## What you will do
Among the entries below, tally each line in which the word "total" is found, then state the tally alone.
───── Provided information ─────
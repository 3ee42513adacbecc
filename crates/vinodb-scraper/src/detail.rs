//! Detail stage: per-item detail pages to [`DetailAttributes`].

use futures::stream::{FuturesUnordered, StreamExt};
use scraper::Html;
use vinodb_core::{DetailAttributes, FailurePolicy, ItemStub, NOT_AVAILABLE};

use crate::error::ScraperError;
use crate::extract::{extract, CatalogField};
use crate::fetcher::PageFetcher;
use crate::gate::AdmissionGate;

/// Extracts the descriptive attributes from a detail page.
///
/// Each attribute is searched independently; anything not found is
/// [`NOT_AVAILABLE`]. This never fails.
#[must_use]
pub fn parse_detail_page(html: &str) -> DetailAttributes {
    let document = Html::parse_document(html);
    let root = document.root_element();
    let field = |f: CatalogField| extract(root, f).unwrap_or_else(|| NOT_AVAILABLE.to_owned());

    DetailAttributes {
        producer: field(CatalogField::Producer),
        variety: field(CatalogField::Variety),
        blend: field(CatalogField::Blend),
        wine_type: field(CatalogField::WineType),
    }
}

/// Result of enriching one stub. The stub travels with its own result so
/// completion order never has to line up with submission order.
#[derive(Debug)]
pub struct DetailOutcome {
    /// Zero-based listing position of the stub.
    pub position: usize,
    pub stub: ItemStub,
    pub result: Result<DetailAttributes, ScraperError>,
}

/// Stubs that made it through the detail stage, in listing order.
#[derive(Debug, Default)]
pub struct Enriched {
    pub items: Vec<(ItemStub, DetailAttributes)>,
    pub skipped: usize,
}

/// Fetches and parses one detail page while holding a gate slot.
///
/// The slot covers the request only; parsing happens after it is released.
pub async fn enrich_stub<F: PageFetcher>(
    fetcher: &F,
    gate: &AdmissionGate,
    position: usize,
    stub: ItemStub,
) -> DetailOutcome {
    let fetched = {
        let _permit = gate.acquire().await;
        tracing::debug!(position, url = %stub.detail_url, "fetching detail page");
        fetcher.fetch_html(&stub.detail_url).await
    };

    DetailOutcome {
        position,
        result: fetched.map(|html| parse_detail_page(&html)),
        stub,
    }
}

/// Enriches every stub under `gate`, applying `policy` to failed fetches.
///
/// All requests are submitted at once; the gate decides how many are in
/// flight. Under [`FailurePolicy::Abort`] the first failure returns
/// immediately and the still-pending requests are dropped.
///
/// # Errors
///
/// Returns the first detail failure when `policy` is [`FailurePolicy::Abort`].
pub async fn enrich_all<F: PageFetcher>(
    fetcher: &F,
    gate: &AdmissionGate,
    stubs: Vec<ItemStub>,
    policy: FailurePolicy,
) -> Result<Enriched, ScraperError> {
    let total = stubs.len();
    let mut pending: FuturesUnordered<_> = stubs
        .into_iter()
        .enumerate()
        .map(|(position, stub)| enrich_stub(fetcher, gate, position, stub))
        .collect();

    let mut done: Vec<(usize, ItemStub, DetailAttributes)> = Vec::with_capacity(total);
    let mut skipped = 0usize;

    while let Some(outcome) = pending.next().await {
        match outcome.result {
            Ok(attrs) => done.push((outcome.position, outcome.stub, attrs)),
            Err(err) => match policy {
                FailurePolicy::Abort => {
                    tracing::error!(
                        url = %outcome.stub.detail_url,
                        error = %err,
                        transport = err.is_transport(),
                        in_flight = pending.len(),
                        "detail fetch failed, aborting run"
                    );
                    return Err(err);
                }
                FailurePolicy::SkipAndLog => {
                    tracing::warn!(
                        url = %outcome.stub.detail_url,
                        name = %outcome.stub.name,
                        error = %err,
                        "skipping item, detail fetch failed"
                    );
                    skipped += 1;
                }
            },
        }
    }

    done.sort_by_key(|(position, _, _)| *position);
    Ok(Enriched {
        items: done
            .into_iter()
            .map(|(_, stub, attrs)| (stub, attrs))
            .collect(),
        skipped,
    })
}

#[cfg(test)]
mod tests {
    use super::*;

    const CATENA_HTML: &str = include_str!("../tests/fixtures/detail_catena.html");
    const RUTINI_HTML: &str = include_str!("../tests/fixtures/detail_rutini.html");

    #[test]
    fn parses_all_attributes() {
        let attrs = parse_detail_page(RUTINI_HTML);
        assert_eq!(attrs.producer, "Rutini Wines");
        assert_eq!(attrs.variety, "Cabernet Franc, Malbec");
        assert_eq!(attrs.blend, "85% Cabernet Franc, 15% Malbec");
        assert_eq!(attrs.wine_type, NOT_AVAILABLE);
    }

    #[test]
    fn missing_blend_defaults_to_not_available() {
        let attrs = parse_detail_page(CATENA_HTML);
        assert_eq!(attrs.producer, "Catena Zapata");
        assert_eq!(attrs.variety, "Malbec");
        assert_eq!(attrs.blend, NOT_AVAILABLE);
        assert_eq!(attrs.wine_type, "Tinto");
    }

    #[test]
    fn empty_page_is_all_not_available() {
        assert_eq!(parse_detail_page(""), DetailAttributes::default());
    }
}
─────
## Answer section
2